**EXERCISE BRIEF:** Filter these records by the string "graph", copying each line that holds it.

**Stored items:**
• • • •

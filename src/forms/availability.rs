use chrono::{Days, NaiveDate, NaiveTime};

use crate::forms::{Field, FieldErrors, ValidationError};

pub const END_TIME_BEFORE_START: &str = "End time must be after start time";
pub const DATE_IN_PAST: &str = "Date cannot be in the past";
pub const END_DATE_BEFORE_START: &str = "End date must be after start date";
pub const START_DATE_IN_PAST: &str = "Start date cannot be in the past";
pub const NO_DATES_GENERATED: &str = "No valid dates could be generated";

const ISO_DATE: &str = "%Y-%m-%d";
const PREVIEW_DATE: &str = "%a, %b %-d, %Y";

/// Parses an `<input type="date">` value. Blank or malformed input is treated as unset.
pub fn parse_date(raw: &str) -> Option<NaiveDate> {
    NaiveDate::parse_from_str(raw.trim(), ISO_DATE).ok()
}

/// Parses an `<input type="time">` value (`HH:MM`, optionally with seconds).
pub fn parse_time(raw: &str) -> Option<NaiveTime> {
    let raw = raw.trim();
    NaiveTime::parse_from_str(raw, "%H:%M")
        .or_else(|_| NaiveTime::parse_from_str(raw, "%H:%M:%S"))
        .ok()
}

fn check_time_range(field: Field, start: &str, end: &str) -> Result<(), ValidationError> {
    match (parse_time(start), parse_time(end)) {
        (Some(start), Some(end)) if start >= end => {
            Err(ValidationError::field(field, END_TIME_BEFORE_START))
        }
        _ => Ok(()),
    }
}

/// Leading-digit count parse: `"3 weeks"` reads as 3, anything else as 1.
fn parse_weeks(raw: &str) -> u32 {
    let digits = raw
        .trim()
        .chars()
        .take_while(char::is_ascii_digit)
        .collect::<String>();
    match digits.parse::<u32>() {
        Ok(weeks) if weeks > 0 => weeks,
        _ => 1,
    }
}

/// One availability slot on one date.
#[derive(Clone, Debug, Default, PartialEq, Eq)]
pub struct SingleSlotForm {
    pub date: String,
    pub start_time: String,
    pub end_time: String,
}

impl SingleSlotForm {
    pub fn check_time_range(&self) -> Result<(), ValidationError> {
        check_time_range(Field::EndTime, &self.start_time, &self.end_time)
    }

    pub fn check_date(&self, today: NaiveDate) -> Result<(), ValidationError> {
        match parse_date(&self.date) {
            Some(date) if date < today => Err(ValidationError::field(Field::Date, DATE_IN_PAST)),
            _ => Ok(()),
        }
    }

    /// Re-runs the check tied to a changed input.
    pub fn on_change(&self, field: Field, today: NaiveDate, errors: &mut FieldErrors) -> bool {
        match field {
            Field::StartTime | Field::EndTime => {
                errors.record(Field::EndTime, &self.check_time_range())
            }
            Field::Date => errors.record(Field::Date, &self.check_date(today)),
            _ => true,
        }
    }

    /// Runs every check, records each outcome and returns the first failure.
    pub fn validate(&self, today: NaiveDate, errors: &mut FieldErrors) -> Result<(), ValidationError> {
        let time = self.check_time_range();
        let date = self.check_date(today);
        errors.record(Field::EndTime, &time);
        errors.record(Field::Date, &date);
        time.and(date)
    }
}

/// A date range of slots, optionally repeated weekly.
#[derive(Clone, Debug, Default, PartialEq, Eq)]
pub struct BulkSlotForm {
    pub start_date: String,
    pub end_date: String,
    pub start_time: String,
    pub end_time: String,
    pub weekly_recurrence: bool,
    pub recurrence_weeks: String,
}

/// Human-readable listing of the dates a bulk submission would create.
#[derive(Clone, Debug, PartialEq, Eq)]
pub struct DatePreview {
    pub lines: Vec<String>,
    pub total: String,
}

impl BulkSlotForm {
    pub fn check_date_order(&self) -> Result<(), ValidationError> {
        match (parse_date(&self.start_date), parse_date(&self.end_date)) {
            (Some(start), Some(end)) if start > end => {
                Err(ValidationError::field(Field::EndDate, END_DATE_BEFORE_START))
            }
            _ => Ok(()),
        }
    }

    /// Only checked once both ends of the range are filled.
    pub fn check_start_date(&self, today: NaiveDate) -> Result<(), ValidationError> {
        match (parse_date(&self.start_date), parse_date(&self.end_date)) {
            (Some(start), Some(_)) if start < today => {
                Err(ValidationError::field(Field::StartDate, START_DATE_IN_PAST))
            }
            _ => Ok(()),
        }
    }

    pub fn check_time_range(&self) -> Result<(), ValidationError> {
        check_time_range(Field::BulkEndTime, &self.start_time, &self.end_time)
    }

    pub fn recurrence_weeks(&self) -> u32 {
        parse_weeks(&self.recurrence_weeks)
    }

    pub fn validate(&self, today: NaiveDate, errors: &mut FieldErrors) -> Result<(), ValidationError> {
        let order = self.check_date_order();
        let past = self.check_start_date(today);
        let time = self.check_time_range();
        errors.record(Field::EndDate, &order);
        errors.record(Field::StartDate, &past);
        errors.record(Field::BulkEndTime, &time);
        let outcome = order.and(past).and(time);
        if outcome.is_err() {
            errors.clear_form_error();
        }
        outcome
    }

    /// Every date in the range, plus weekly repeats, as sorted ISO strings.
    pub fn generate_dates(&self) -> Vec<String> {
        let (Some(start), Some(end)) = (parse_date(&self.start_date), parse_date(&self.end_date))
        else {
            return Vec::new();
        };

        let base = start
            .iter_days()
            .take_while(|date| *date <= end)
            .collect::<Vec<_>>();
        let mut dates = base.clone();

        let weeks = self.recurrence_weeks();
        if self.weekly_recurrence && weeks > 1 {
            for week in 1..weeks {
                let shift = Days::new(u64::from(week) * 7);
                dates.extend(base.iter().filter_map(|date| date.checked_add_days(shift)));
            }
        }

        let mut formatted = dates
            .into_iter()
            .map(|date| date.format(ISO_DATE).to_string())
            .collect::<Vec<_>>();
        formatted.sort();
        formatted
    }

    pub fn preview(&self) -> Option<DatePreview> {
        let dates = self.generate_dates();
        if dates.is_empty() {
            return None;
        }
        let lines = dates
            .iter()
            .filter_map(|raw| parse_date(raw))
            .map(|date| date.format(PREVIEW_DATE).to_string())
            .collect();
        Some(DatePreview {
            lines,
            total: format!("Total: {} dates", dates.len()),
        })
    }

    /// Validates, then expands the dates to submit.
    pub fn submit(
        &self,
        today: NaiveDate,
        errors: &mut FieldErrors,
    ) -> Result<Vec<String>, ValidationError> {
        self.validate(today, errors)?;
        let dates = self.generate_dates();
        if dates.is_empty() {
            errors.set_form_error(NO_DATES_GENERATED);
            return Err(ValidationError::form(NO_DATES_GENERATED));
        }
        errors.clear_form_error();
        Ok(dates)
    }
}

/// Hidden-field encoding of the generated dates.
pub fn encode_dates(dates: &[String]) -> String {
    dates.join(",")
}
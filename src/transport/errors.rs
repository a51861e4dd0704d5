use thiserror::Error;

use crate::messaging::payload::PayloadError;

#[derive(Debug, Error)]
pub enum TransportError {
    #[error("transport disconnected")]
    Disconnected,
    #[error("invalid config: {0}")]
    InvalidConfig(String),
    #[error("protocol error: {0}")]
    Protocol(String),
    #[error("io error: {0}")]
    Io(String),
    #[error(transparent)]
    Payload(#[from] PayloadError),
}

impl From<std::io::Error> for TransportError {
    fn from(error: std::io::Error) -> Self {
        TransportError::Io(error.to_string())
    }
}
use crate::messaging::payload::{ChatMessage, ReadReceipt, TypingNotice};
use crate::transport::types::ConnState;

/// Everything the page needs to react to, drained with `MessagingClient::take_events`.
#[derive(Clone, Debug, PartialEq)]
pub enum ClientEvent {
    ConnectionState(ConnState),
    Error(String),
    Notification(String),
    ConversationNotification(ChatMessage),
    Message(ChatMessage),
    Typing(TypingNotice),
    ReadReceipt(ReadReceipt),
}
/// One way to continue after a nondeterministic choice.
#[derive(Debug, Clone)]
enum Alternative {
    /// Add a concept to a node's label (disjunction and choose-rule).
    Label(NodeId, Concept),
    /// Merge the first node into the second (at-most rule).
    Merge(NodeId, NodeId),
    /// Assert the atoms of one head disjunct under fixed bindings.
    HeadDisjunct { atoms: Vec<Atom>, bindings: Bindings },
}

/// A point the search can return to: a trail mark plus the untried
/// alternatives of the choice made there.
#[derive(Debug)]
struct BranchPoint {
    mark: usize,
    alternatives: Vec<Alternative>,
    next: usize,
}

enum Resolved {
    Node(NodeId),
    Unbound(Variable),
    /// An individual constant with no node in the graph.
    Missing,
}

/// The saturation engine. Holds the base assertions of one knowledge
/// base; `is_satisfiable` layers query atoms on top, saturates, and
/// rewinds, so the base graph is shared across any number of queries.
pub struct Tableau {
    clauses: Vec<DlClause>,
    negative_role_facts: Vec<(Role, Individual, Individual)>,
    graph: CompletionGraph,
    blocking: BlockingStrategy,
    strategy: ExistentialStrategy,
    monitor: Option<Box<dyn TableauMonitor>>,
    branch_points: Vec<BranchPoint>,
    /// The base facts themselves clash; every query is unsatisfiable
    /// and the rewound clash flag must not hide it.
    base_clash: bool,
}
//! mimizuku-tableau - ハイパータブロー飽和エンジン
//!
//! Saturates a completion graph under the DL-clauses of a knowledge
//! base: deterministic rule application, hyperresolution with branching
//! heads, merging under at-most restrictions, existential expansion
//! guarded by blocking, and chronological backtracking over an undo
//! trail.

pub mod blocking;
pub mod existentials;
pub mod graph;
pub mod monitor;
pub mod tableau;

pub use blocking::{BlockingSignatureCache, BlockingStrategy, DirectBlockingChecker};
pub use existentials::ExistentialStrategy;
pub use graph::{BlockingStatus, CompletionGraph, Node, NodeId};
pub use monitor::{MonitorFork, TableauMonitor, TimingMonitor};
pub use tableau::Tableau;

• • • •

**ANSWER TO THE PROBLEM:**
    /// An individual constant with no node in the graph.
/// rewinds, so the base graph is shared across any number of queries.
    graph: CompletionGraph,
//! Saturates a completion graph under the DL-clauses of a knowledge
pub mod graph;
pub use graph::{BlockingStatus, CompletionGraph, Node, NodeId};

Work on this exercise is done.